▶ [Brief]
Reprint the entries without altering anything.

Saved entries
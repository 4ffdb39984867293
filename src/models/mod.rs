pub mod food;
pub mod plan;
pub mod preferences;
pub mod slot;

pub use food::{FoodItem, RawFoodRecord};
pub use plan::{Day, MacroTotals, Meal, MealItem, Plan, ShoppingEntry};
pub use preferences::{Diet, Language, MacroSplit, PlanMode, Preferences, Profile};
pub use slot::Slot;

▶ [Worked solution]
repository 4ffdb39984867293
filename src/models/mod.rs
pub mod food;
pub mod plan;
pub mod preferences;
pub mod slot;

pub use food::{FoodItem, RawFoodRecord};
pub use plan::{Day, MacroTotals, Meal, MealItem, Plan, ShoppingEntry};
pub use preferences::{Diet, Language, MacroSplit, PlanMode, Preferences, Profile};
pub use slot::Slot;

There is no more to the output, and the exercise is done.